Changing the shape of the auricle can deprive a person of the ability to determine where the source of sound is. This conclusion was made by Canadian scientists, temporarily changing the shape of the ears of several people.
Localization of sound in the horizontal plane allows us that we have two ears, and not one; the brain takes into account the time interval between how the sound wave reaches the ears, and interprets it as a source shift left or right. But this system does not help to understand whether the sound comes from below or from above: this is helped by the complicated shape of the auricle. In the way the ear shape affects the ability to navigate through sounds, Régis Trapeau and Marc Schönwiesner from the University of Montreal have figured out. Their results they published in the journal The Journal of Neuroscience.
In the experiment, 16 volunteers took part. Each of them sat in a chair in a specially equipped room, where speakers were placed at different heights on the left and right of the chair. The participants in the experiment had to determine where the sound came from. It did not work well for them, but only until scientists fixed on their ears silicone pads that change the shape of the auricle. After that, the volunteers began to say that the sound came from above, while in fact the lower speaker was working, and vice versa.
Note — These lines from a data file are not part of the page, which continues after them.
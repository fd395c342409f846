//! DBSCAN on a small 2-D dataset.
//!
//! Run with `RUST_LOG=dbclump=trace` to see the engine's log output.

use dbclump::{Dbscan, DbscanConfig, Point, PointKind};
use tracing_subscriber::EnvFilter;

fn main() {
    tracing_subscriber::fmt()
        .with_env_filter(EnvFilter::from_default_env())
        .init();

    // Three well-separated groups in 2D plus two outliers.
    let data: Vec<Point> = vec![
        // Group A (near origin)
        Point::new(0.0, 0.0),
        Point::new(0.1, 0.2),
        Point::new(0.2, 0.1),
        Point::new(-0.1, 0.1),
        // Group B (near (5, 5))
        Point::new(5.0, 5.0),
        Point::new(5.1, 4.9),
        Point::new(4.9, 5.1),
        Point::new(5.2, 5.2),
        // Group C (near (10, 0))
        Point::new(10.0, 0.0),
        Point::new(10.1, 0.1),
        Point::new(9.9, -0.1),
        Point::new(10.2, 0.2),
        // Outliers
        Point::new(2.5, 8.0),
        Point::new(-6.0, -6.0),
    ];

    let config = DbscanConfig::default().with_epsilon(1.0).with_min_pts(3);
    let mut dbscan = Dbscan::from_config(config);
    let clusters = dbscan.run(&data);

    println!(
        "=== DBSCAN (eps={}, min_pts={}) ===",
        config.epsilon, config.min_pts
    );
    for (id, cluster) in clusters.iter().enumerate() {
        println!("  cluster {id}: {cluster}");
    }

    let Some(internals) = dbscan.clustering_internals() else {
        return;
    };
    for (i, p) in data.iter().enumerate() {
        let tag = match internals.kind(i) {
            PointKind::Core => "core",
            PointKind::Border => "border",
            PointKind::Noise => "NOISE",
        };
        println!("  point {i:2} {p} => {tag}");
    }
}
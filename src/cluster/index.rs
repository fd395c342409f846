//! Region queries: "which points lie within epsilon of point `i`?".
//!
//! [`LinearScan`] is the reference strategy: it tests every point against the
//! query point, O(n) per query and O(n²) per clustering run.
//!
//! [`GridIndex`] buckets 2-D [`Point`]s into square cells so a query only
//! inspects nearby cells. It returns exactly what `LinearScan` returns, in the
//! same (ascending index) order, so swapping one for the other never changes
//! a clustering result.

use std::collections::HashMap;

use crate::point::{Neighborhood, Point};

/// A neighborhood query over a fixed, indexed set of points.
pub trait RegionQuery {
    /// Number of indexed points.
    fn len(&self) -> usize;

    /// Whether the index holds no points.
    fn is_empty(&self) -> bool {
        self.len() == 0
    }

    /// Indices of all points adjacent to point `index` under `epsilon`,
    /// including `index` itself, in ascending order.
    fn region_query(&self, index: usize, epsilon: f64) -> Vec<usize>;
}

/// Brute-force region query over a borrowed slice.
#[derive(Debug, Clone, Copy)]
pub struct LinearScan<'a, P> {
    points: &'a [P],
}

impl<'a, P: Neighborhood> LinearScan<'a, P> {
    /// Wrap `points`.
    pub fn new(points: &'a [P]) -> Self {
        Self { points }
    }
}

impl<P: Neighborhood> RegionQuery for LinearScan<'_, P> {
    fn len(&self) -> usize {
        self.points.len()
    }

    fn region_query(&self, index: usize, epsilon: f64) -> Vec<usize> {
        let point = &self.points[index];
        self.points
            .iter()
            .enumerate()
            .filter(|(_, other)| point.is_in_neighborhood(other, epsilon))
            .map(|(idx, _)| idx)
            .collect()
    }
}

type Cell = (i64, i64);

/// Uniform grid over 2-D points.
///
/// Build it with the epsilon you intend to query with; cells then have side
/// `epsilon` and a query touches at most 5×5 cells. Querying with a different
/// radius stays correct, it just inspects more (or fewer) cells.
#[derive(Debug, Clone)]
pub struct GridIndex<'a> {
    points: &'a [Point],
    cell_size: f64,
    cells: HashMap<Cell, Vec<usize>>,
}

impl<'a> GridIndex<'a> {
    /// Index `points` with square cells of side `cell_size`.
    ///
    /// A non-positive or non-finite `cell_size` falls back to `1.0`.
    pub fn new(points: &'a [Point], cell_size: f64) -> Self {
        let cell_size = if cell_size.is_finite() && cell_size > 0.0 {
            cell_size
        } else {
            1.0
        };

        let mut cells: HashMap<Cell, Vec<usize>> = HashMap::new();
        for (idx, p) in points.iter().enumerate() {
            // Non-finite points are adjacent to nothing; leave them out.
            if !p.is_finite() {
                continue;
            }
            cells.entry(cell_of(p, cell_size)).or_default().push(idx);
        }

        Self {
            points,
            cell_size,
            cells,
        }
    }

    /// Side length of a grid cell.
    pub fn cell_size(&self) -> f64 {
        self.cell_size
    }

    /// Number of non-empty cells.
    pub fn occupied_cells(&self) -> usize {
        self.cells.len()
    }
}

#[inline]
fn cell_of(p: &Point, cell_size: f64) -> Cell {
    // `as` saturates, so far-out coordinates collapse into edge cells.
    (
        (p.x / cell_size).floor() as i64,
        (p.y / cell_size).floor() as i64,
    )
}

impl RegionQuery for GridIndex<'_> {
    fn len(&self) -> usize {
        self.points.len()
    }

    fn region_query(&self, index: usize, epsilon: f64) -> Vec<usize> {
        let point = &self.points[index];
        if !point.is_finite() || epsilon.is_nan() || epsilon <= 0.0 {
            return Vec::new();
        }

        // One cell of slack absorbs rounding in the cell coordinates.
        let reach = (epsilon / self.cell_size).ceil() + 1.0;
        let span = 2.0 * reach + 1.0;
        let mut out = Vec::new();

        if span * span >= self.cells.len() as f64 {
            // Large radius: walking occupied cells is cheaper than the window.
            for members in self.cells.values() {
                out.extend(
                    members
                        .iter()
                        .copied()
                        .filter(|&j| point.is_in_neighborhood(&self.points[j], epsilon)),
                );
            }
        } else {
            let reach = reach as i64;
            let (cx, cy) = cell_of(point, self.cell_size);
            for dx in -reach..=reach {
                for dy in -reach..=reach {
                    let key = (cx.saturating_add(dx), cy.saturating_add(dy));
                    let Some(members) = self.cells.get(&key) else {
                        continue;
                    };
                    out.extend(
                        members
                            .iter()
                            .copied()
                            .filter(|&j| point.is_in_neighborhood(&self.points[j], epsilon)),
                    );
                }
            }
        }

        out.sort_unstable();
        // Saturated keys can repeat a cell at the edges of the i64 range.
        out.dedup();
        out
    }
}
use crate::error::Result;

/// Common interface for hard clustering algorithms (one label per point).
pub trait Clustering<P> {
    /// Fit the model and return one cluster label per input point.
    fn fit_predict(&mut self, data: &[P]) -> Result<Vec<usize>>;

    /// The number of clusters.
    ///
    /// For algorithms that discover the number of clusters dynamically (e.g. DBSCAN),
    /// this is the count from the most recent fit, and 0 before any fit.
    fn n_clusters(&self) -> usize;
}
True, after a while the patches stopped interfering with the localization of sound: the brain adapted to a new form of the ear. The shape of each person’s auricle is individual; there are no two identical ears, just as there are no identical fingerprints, so the specific criteria by which the brain determines the height of the source of sound are also strictly individual, the authors conclude.
During the experiment, scientists recorded the activity of neurons in the auditory cortex of the brain using MRI. Scanning showed that the higher the source of sound, the weaker the response of neurons; perhaps, it is by the level of activity of cells that the brain determines the height of the source of sound, consider Trapo and Schonvisner.